- Film poster
- Directed by: Mani Haghighi
- Written by: Mani Haghighi
- Starring: Amir Jadidi
- Release date: 19 February 2016 (Berlin);
- Running time: 107 minutes
- Country: Iran
- Language: Persian

= A Dragon Arrives! =

2016 film directed by Mani Haghighi

A Dragon Arrives! (اژدها وارد می‌شود!) is a 2016 Iranian period mystery supernatural thriller film directed by Mani Haghighi. It was selected to compete for the Golden Bear at the 66th Berlin International Film Festival.

==Plot==
At the beginning of the film, it is said that the film is based on a true story. Interviews with various people, including Mani Haghighi himself, reinforce this assumption, and it is stated that the plot of the film is the story of the sound recording of the film Brick and Mirror made by Mani Haghighi's grandfather, Ebrahim Golestan, and the film says that a film crew is trying to make a feature film with access to this story.

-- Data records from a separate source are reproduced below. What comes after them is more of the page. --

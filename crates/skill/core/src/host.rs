//! Collaborator interfaces the framework consumes.
//!
//! The host engine owns actors, collision, the ability/effect runtime and cue
//! presentation. Everything in this crate reaches the engine only through
//! these traits, which keeps the dispatch pipeline testable against a
//! headless implementation.

use crate::class::ClassKind;
use crate::effect::{EffectContext, EffectSpec};
use crate::spec::{Patch, SkillDefinition, SkillSpec};
use crate::tags::GameplayTag;
use crate::types::{ActorId, ClassId, Transform, Vec3};

/// Variant of a carrier body.
#[derive(
    Clone, Copy, Debug, PartialEq, Eq, Hash, strum::Display, strum::EnumString, strum::AsRefStr,
)]
#[strum(serialize_all = "snake_case", ascii_case_insensitive)]
#[cfg_attr(feature = "serde", derive(serde::Serialize, serde::Deserialize))]
pub enum CarrierKind {
    Projectile,
    AreaEffect,
    Minion,
}

impl CarrierKind {
    /// Registry kind a class must have to back this carrier.
    pub fn class_kind(self) -> ClassKind {
        match self {
            Self::Projectile => ClassKind::Projectile,
            Self::AreaEffect => ClassKind::AreaEffect,
            Self::Minion => ClassKind::Minion,
        }
    }
}

/// Request to place a carrier body into the world.
#[derive(Clone, Debug)]
pub struct ActorSpawn<'a> {
    pub class: &'a ClassId,
    pub kind: CarrierKind,
    pub transform: Transform,
    pub owner: Option<ActorId>,
}

/// Result of a collision query.
#[derive(Clone, Copy, Debug, PartialEq)]
pub struct Impact {
    pub actor: Option<ActorId>,
    pub location: Vec3,
    pub normal: Vec3,
    /// Distance from the query origin.
    pub distance: f32,
}

impl Impact {
    /// Synthetic impact at an actor's location, used by area pulses.
    pub fn at_actor(actor: ActorId, location: Vec3) -> Self {
        Self {
            actor: Some(actor),
            location,
            normal: Vec3::UP,
            distance: 0.0,
        }
    }
}

/// Parameters forwarded to cue presentation.
#[derive(Clone, Debug, Default, PartialEq)]
pub struct CueParams {
    pub location: Vec3,
    pub normal: Vec3,
    pub raw_magnitude: f32,
    pub instigator: Option<ActorId>,
}

/// Engine facade: world, collision, authority.
pub trait SkillHost {
    /// True on the instance allowed to mutate gameplay state.
    fn has_authority(&self) -> bool;

    fn actor_transform(&self, actor: ActorId) -> Option<Transform>;

    /// Places a carrier body. `None` if the host refuses.
    fn spawn_actor(&mut self, spawn: ActorSpawn<'_>) -> Option<ActorId>;

    fn set_actor_transform(&mut self, actor: ActorId, transform: Transform);

    fn destroy_actor(&mut self, actor: ActorId);

    /// Actors whose collision overlaps the sphere.
    fn overlapping_actors(&self, center: Vec3, radius: f32) -> Vec<ActorId>;

    /// Sphere sweep from `from` to `to`, impacts ordered by distance.
    fn sweep(&self, from: Vec3, to: Vec3, radius: f32) -> Vec<Impact>;

    fn abilities(&mut self) -> &mut dyn AbilitySystem;

    fn cues(&mut self) -> &mut dyn CueService;
}

/// Ability components of all actors, keyed by actor.
pub trait AbilitySystem {
    fn has_component(&self, actor: ActorId) -> bool;

    fn make_effect_context(&self, instigator: ActorId) -> EffectContext {
        EffectContext::new(instigator)
    }

    /// Builds an outgoing spec from `instigator`'s component. `None` if the
    /// instigator has no component or the effect class is unknown.
    fn make_outgoing_spec(
        &self,
        instigator: ActorId,
        effect: &ClassId,
        level: f32,
        context: EffectContext,
    ) -> Option<EffectSpec>;

    /// Applies `spec` to `target`. Returns false when nothing was applied.
    fn apply_effect_spec_to_target(&mut self, spec: &EffectSpec, target: ActorId) -> bool;

    /// Patches of every support linked to `skill` on `actor`, in link order.
    fn patches_for_skill(&self, actor: ActorId, skill: &SkillDefinition) -> Vec<Patch>;

    /// Pays cost and starts cooldown. False aborts the activation.
    fn commit_ability(&mut self, actor: ActorId, spec: &SkillSpec) -> bool;

    fn set_numeric_attribute_base(&mut self, actor: ActorId, attribute: &GameplayTag, value: f32)
    -> bool;
}

/// Cosmetic cue playback.
pub trait CueService {
    /// Plays on this instance only.
    fn play_local_cue(&mut self, target: ActorId, cue: &GameplayTag, params: &CueParams);

    /// Broadcasts to every instance. Authority only; otherwise ignored.
    fn play_net_cue(&mut self, target: ActorId, cue: &GameplayTag, params: &CueParams);
}
//! Shared error classification.
//!
//! Each operation owns its error enum (`ActivationError` in the executor,
//! `WireError` next to the codec). They all implement [`SkillError`] so hosts
//! can decide between retrying a cast, rejecting content and reporting a bug
//! without matching on every variant.

/// How a host should react to a failed skill operation.
#[derive(Clone, Copy, Debug, PartialEq, Eq, Hash, strum::Display, strum::AsRefStr)]
#[strum(serialize_all = "snake_case")]
#[cfg_attr(feature = "serde", derive(serde::Serialize, serde::Deserialize))]
pub enum ErrorSeverity {
    /// The same request may succeed on a later frame (cooldown, resource).
    Recoverable,
    /// The request or record itself is malformed; retrying is pointless.
    Validation,
    /// Framework state disagrees with itself.
    Internal,
    /// The framework was assembled wrong and cannot run.
    Fatal,
}

impl ErrorSeverity {
    pub const fn is_recoverable(self) -> bool {
        matches!(self, Self::Recoverable)
    }

    /// True for severities that point at a bug rather than bad input.
    pub const fn is_internal(self) -> bool {
        matches!(self, Self::Internal | Self::Fatal)
    }
}

/// Implemented by every error enum in the skill crates.
pub trait SkillError: core::fmt::Display + core::fmt::Debug {
    fn severity(&self) -> ErrorSeverity;

    /// Stable identifier for logs and telemetry.
    ///
    /// Defaults to the Rust type name; enums override it per variant.
    fn error_code(&self) -> &'static str {
        core::any::type_name::<Self>()
    }
}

It is February 2, 1964, an orange Chevrolet Impala passes through an ancient cemetery and drives towards a sunken ship.[1] The film is about the death of an exile on the island of Qeshm, who in the film is said to be a Marxist-Leninist. A SAVAK agent goes to Qeshm to investigate the murder and finds out that the exile has been killed. He encounters a strange phenomenon on the island. After each body is buried in an abandoned cemetery, an earthquake occurs. In the film, it is said that a dragon lives under the cemetery (the title of the film was also chosen in this connection). With the help of his two friends, a geologist and a sound engineer, he goes to the island again to discover the secret of this matter. There, other adventures occur that ultimately determine the fate of the three friends in a sinister way.

As the film continues, they find out that a Marxist has had sex with the daughter of a local (Halima) and the girl’s father kills him in revenge and stages the suicide, and Charaki (a SAVAK agent based on Qeshm) also hides this story. A few days later, they find the pregnant Halima in the ship’s morgue and deliver her child; but Halima loses her life and these three friends raise her child. In the end, SAVAK prevents the three friends from continuing their investigation and wants to kill them. They find out and one of them is killed while escaping from SAVAK, one flees Iran and the other is killed in a missile attack.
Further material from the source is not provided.